Alter remus aquas, alter mihi radat arenas
.
[Let one oar sweep the water and the other sweep the strand.]
121

 

One cord is never enough to hold me in place.

‘There is vanity,’ you say, ‘in such a pastime.’ – Yes. Where is there not? Those fine precepts are all vanity, and all wisdom is vanity: [C]
‘Dominus novit cogitationes sapientium, quoniam vanae sunt.’
[The Lord knoweth the thoughts of the wise, that they are vain.]
122
[B] Those exquisite subtleties are only good for sermons: they are themes which seek to drive us into the next world like donkeys. But life is material motion in the body, an activity, by its very essence, imperfect and unruly: I work to serve it on its own terms.

 

Quisque suos patimur manes
.
[Each suffers his own torments.]
123

 

[C]
‘Sic est faciendum ut contra naturam universam nihil coritendamus; ea tamen conservata, propriam sequamur.’
[We must so live as not to struggle against Nature in general; having safeguarded such things, we should follow our own nature.]

[B] What is the use of those high philosophical peaks on which no human being can settle and those rules which exceed our practice and our power?
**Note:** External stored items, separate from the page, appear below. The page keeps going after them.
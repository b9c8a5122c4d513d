//! The peer message envelope and the message set the liquid-block pipeline
//! consumes.
//!
//! Every packet is a 17-byte header followed by the payload:
//! `length:u32` (bytes after the length field), `magic:u32`,
//! `content_id:u8`, `payload_length:u32`, `payload_checksum:u32`. The
//! checksum is the first four bytes of the Blake2b-256 digest of the
//! payload. Block, score and transaction payloads stay opaque bytes here —
//! decoding them is the codec layer above.

use std::net::Ipv4Addr;

use lagoon_block::BlockId;
use lagoon_hash::{Blake2bHasher, Hasher};
use lagoon_keys::Signature;
use lagoon_serial::{
    BigEndian, ByteOrder, Deserialize, DeserializeWithLength, ReadBytesExt, Serialize,
    SerializeWithLength, SerializingError, WriteBytesExt,
};

pub const HEADER_SIZE: usize = 17;
pub const MAGIC: u32 = 0x1234_5678;

/// Largest payload a peer may send; larger packets are rejected before the
/// payload is read.
pub const MAX_PAYLOAD_SIZE: usize = 2 * 1024 * 1024;

const MAX_INV_COUNT: usize = 1_000;
const MAX_PEER_COUNT: usize = 1_000;

#[derive(Clone, Copy, Debug, Eq, PartialEq, Hash)]
#[repr(u8)]
pub enum ContentId {
    GetPeers = 0x01,
    Peers = 0x02,
    GetSignatures = 0x14,
    Signatures = 0x15,
    GetBlock = 0x16,
    Block = 0x17,
    Score = 0x18,
    Transaction = 0x19,
    Checkpoint = 0x64,
}

impl TryFrom<u8> for ContentId {
    type Error = SerializingError;

    fn try_from(byte: u8) -> Result<Self, SerializingError> {
        Ok(match byte {
            0x01 => ContentId::GetPeers,
            0x02 => ContentId::Peers,
            0x14 => ContentId::GetSignatures,
            0x15 => ContentId::Signatures,
            0x16 => ContentId::GetBlock,
            0x17 => ContentId::Block,
            0x18 => ContentId::Score,
            0x19 => ContentId::Transaction,
            0x64 => ContentId::Checkpoint,
            _ => return Err(SerializingError::InvalidValue),
        })
    }
}

#[derive(Clone, Debug, PartialEq, Eq)]
pub struct PeerEndpoint {
    pub addr: Ipv4Addr,
    pub port: u16,
}

impl Serialize for PeerEndpoint {
    fn serialize<W: WriteBytesExt>(&self, writer: &mut W) -> Result<usize, SerializingError> {
        writer.write_all(&self.addr.octets())?;
        self.port.serialize(writer)?;
        Ok(6)
    }

    fn serialized_size(&self) -> usize {
        6
    }
}

impl Deserialize for PeerEndpoint {
    fn deserialize<R: ReadBytesExt>(reader: &mut R) -> Result<Self, SerializingError> {
        let mut octets = [0u8; 4];
        reader.read_exact(&mut octets)?;
        Ok(PeerEndpoint {
            addr: Ipv4Addr::from(octets),
            port: u16::deserialize(reader)?,
        })
    }
}

#[derive(Clone, Debug, PartialEq, Eq)]
pub struct CheckpointItem {
    pub height: u64,
    pub signature: Signature,
}

impl Serialize for CheckpointItem {
    fn serialize<W: WriteBytesExt>(&self, writer: &mut W) -> Result<usize, SerializingError> {
        Ok(self.height.serialize(writer)? + self.signature.serialize(writer)?)
    }

    fn serialized_size(&self) -> usize {
        8 + self.signature.serialized_size()
    }
}

impl Deserialize for CheckpointItem {
    fn deserialize<R: ReadBytesExt>(reader: &mut R) -> Result<Self, SerializingError> {
        Ok(CheckpointItem {
            height: Deserialize::deserialize(reader)?,
            signature: Deserialize::deserialize(reader)?,
        })
    }
}

#[derive(Clone, Debug, PartialEq, Eq)]
pub enum Message {
    GetPeers,
    Peers(Vec<PeerEndpoint>),
    GetSignatures(Vec<BlockId>),
    Signatures(Vec<Signature>),
    GetBlock(BlockId),
    /// An encoded block; the payload is handed to the block codec as-is.
    Block(Vec<u8>),
    /// A big-endian big-integer chain score.
    Score(Vec<u8>),
    /// An encoded transaction.
    Transaction(Vec<u8>),
    Checkpoint(Vec<CheckpointItem>),
}

impl Message {
    pub fn content_id(&self) -> ContentId {
        match self {
            Message::GetPeers => ContentId::GetPeers,
            Message::Peers(_) => ContentId::Peers,
            Message::GetSignatures(_) => ContentId::GetSignatures,
            Message::Signatures(_) => ContentId::Signatures,
            Message::GetBlock(_) => ContentId::GetBlock,
            Message::Block(_) => ContentId::Block,
            Message::Score(_) => ContentId::Score,
            Message::Transaction(_) => ContentId::Transaction,
            Message::Checkpoint(_) => ContentId::Checkpoint,
        }
    }

    fn payload(&self) -> Result<Vec<u8>, SerializingError> {
        let mut payload = Vec::new();
        match self {
            Message::GetPeers => {}
            Message::Peers(peers) => {
                SerializeWithLength::serialize::<u32, _>(peers, &mut payload)?;
            }
            Message::GetSignatures(ids) => {
                SerializeWithLength::serialize::<u32, _>(ids, &mut payload)?;
            }
            Message::Signatures(signatures) => {
                SerializeWithLength::serialize::<u32, _>(signatures, &mut payload)?;
            }
            Message::GetBlock(id) => {
                id.serialize(&mut payload)?;
            }
            Message::Block(bytes) | Message::Score(bytes) | Message::Transaction(bytes) => {
                payload.extend_from_slice(bytes);
            }
            Message::Checkpoint(items) => {
                SerializeWithLength::serialize::<u32, _>(items, &mut payload)?;
            }
        }
        Ok(payload)
    }

    fn from_payload(content_id: ContentId, payload: &[u8]) -> Result<Message, SerializingError> {
        let mut reader = payload;
        let message = match content_id {
            ContentId::GetPeers => Message::GetPeers,
            ContentId::Peers => Message::Peers(DeserializeWithLength::deserialize_with_limit::<
                u32,
                _,
            >(&mut reader, Some(MAX_PEER_COUNT))?),
            ContentId::GetSignatures => {
                Message::GetSignatures(DeserializeWithLength::deserialize_with_limit::<u32, _>(
                    &mut reader,
                    Some(MAX_INV_COUNT),
                )?)
            }
            ContentId::Signatures => {
                Message::Signatures(DeserializeWithLength::deserialize_with_limit::<u32, _>(
                    &mut reader,
                    Some(MAX_INV_COUNT),
                )?)
            }
            ContentId::GetBlock => Message::GetBlock(Deserialize::deserialize(&mut reader)?),
            ContentId::Block => Message::Block(payload.to_vec()),
            ContentId::Score => Message::Score(payload.to_vec()),
            ContentId::Transaction => Message::Transaction(payload.to_vec()),
            ContentId::Checkpoint => {
                Message::Checkpoint(DeserializeWithLength::deserialize_with_limit::<u32, _>(
                    &mut reader,
                    Some(MAX_INV_COUNT),
                )?)
            }
        };
        // Opaque payloads were consumed wholesale above; everything else
        // must have used up the payload exactly.
        match message {
            Message::Block(_) | Message::Score(_) | Message::Transaction(_) => {}
            _ if !reader.is_empty() => return Err(SerializingError::InvalidEncoding),
            _ => {}
        }
        Ok(message)
    }
}

fn payload_checksum(payload: &[u8]) -> u32 {
    let digest = Blake2bHasher::new().digest(payload);
    BigEndian::read_u32(&digest.as_bytes()[..4])
}

impl Serialize for Message {
    fn serialize<W: WriteBytesExt>(&self, writer: &mut W) -> Result<usize, SerializingError> {
        let payload = self.payload()?;

        let mut size = ((HEADER_SIZE - 4 + payload.len()) as u32).serialize(writer)?;
        size += MAGIC.serialize(writer)?;
        size += (self.content_id() as u8).serialize(writer)?;
        size += (payload.len() as u32).serialize(writer)?;
        size += payload_checksum(&payload).serialize(writer)?;
        writer.write_all(&payload)?;
        size += payload.len();
        Ok(size)
    }

    fn serialized_size(&self) -> usize {
        let payload = self.payload().expect("in-memory serialization cannot fail");
        HEADER_SIZE + payload.len()
    }
}

impl Deserialize for Message {
    fn deserialize<R: ReadBytesExt>(reader: &mut R) -> Result<Self, SerializingError> {
        // Length is informative only; the payload length below is what is
        // trusted, after a sanity bound.
        let _length = u32::deserialize(reader)?;
        let magic = u32::deserialize(reader)?;
        if magic != MAGIC {
            return Err(SerializingError::InvalidValue);
        }
        let content_id = ContentId::try_from(u8::deserialize(reader)?)?;
        let payload_length = u32::deserialize(reader)? as usize;
        if payload_length > MAX_PAYLOAD_SIZE {
            return Err(SerializingError::LimitExceeded);
        }
        let checksum = u32::deserialize(reader)?;

        let mut payload = vec![0u8; payload_length];
        reader.read_exact(&mut payload)?;
        if payload_checksum(&payload) != checksum {
            return Err(SerializingError::InvalidEncoding);
        }

        Message::from_payload(content_id, &payload)
    }
}

#[cfg(test)]
mod tests {
    use super::*;

    #[test]
    fn header_layout_is_fixed() {
        let message = Message::GetBlock(BlockId::from([7u8; 64]));
        let encoded = message.serialize_to_vec();

        assert_eq!(encoded.len(), HEADER_SIZE + 64);
        assert_eq!(encoded.len(), message.serialized_size());
        // length covers everything after the length field itself
        assert_eq!(BigEndian::read_u32(&encoded[0..4]), 13 + 64);
        assert_eq!(BigEndian::read_u32(&encoded[4..8]), MAGIC);
        assert_eq!(encoded[8], ContentId::GetBlock as u8);
        assert_eq!(BigEndian::read_u32(&encoded[9..13]), 64);
        assert_eq!(&encoded[HEADER_SIZE..], &[7u8; 64][..]);
    }

    #[test]
    fn messages_roundtrip() {
        let messages = [
            Message::GetPeers,
            Message::Peers(vec![PeerEndpoint {
                addr: Ipv4Addr::new(10, 0, 0, 7),
                port: 6868,
            }]),
            Message::GetSignatures(vec![BlockId::from([1u8; 64]), BlockId::from([2u8; 64])]),
            Message::Signatures(vec![Signature::from([3u8; 64])]),
            Message::GetBlock(BlockId::from([4u8; 64])),
            Message::Block(vec![0xde, 0xad, 0xbe, 0xef]),
            Message::Score(vec![0x01, 0x00]),
            Message::Transaction(vec![4, 2]),
            Message::Checkpoint(vec![CheckpointItem {
                height: 100,
                signature: Signature::from([5u8; 64]),
            }]),
        ];
        for message in messages {
            let encoded = message.serialize_to_vec();
            assert_eq!(Message::deserialize_from_vec(&encoded).unwrap(), message);
        }
    }

    #[test]
    fn wrong_magic_is_rejected() {
        let mut encoded = Message::GetPeers.serialize_to_vec();
        encoded[4] ^= 0xff;
        assert_eq!(
            Message::deserialize_from_vec(&encoded),
            Err(SerializingError::InvalidValue)
        );
    }

    #[test]
    fn corrupted_payload_fails_the_checksum() {
        let mut encoded = Message::Block(vec![1, 2, 3, 4]).serialize_to_vec();
        let last = encoded.len() - 1;
        encoded[last] ^= 0xff;
        assert_eq!(
            Message::deserialize_from_vec(&encoded),
            Err(SerializingError::InvalidEncoding)
        );
    }

    #[test]
    fn trailing_garbage_in_structured_payload_is_rejected() {
        // A GetBlock payload with one spare byte. The checksum is valid, so
        // only the strict payload parse can catch it.
        let mut payload = BlockId::from([7u8; 64]).serialize_to_vec();
        payload.push(0);

        let mut encoded = Vec::new();
        ((HEADER_SIZE - 4 + payload.len()) as u32)
            .serialize(&mut encoded)
            .unwrap();
        MAGIC.serialize(&mut encoded).unwrap();
        (ContentId::GetBlock as u8).serialize(&mut encoded).unwrap();
        (payload.len() as u32).serialize(&mut encoded).unwrap();
        payload_checksum(&payload).serialize(&mut encoded).unwrap();
        encoded.extend_from_slice(&payload);

        assert_eq!(
            Message::deserialize_from_vec(&encoded),
            Err(SerializingError::InvalidEncoding)
        );
    }
}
I am well aware that people often expound to us ideas about life which neither the speaker nor the hearers have any hope of following or (what is more) any desire. The judge filches a bit of the very same paper on which he has just written the sentence on an adulterer in order to send a
billet-doux to the wife of a colleague. [C] The woman you have just been having an illicit tumble with will soon, in your very presence, be screaming harsher condemnations of a similar fault in a friend of hers than Portia would. [B] Some condemn people to death for crimes which they do not actually believe to be even mistakes. When I was a youth I saw a fine gentleman offering to the public, with one hand, poetry excelling in beauty and eroticism both, and with the other, at the same instant, the most cantankerous reformation of theology that the world has had for breakfast for many a long year.
124

That is the way humans proceed. We let the laws and precepts go their own way: we take another – not only because of unruly morals but often because of contrary opinions and judgement. Listen to the recital of a philosophical discourse: its invention, eloquence and appositeness at once strike your attention and move your emotions. But there is nothing there which stings or pricks your conscience: it was not addressed to it, was it? Yet Ariston said that neither a bath nor a lecture bears any fruit unless they cleanse you and get the filth off.
125
You can linger over the hide, but only after extracting the marrow, just as it is only after we have drunk the wine that we examine the engravings and workmanship of a beautiful goblet.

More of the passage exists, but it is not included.